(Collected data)
::::

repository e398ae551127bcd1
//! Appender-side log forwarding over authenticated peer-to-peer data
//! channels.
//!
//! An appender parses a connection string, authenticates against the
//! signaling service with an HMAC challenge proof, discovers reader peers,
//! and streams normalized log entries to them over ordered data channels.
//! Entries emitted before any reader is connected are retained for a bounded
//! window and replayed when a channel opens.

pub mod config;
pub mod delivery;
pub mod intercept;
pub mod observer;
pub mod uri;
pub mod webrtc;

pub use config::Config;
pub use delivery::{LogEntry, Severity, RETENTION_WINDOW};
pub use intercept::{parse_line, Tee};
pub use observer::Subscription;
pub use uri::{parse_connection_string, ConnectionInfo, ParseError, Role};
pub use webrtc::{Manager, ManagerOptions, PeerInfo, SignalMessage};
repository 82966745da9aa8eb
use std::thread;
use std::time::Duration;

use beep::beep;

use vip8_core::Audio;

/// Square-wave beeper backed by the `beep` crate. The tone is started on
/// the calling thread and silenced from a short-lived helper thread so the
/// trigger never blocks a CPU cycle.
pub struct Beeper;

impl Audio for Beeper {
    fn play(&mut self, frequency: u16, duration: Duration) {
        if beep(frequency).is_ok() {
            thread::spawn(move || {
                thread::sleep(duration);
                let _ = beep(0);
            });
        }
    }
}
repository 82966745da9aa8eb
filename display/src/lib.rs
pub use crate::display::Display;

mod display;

::::

» TASK OBJECTIVE
Restate word for word only the lines running from the beginning of the data to the line holding "pub mod observer;", both included.

» SOLUTION TO THE PROBLEM
repository e398ae551127bcd1
//! Appender-side log forwarding over authenticated peer-to-peer data
//! channels.
//!
//! An appender parses a connection string, authenticates against the
//! signaling service with an HMAC challenge proof, discovers reader peers,
//! and streams normalized log entries to them over ordered data channels.
//! Entries emitted before any reader is connected are retained for a bounded
//! window and replayed when a channel opens.

pub mod config;
pub mod delivery;
pub mod intercept;
pub mod observer;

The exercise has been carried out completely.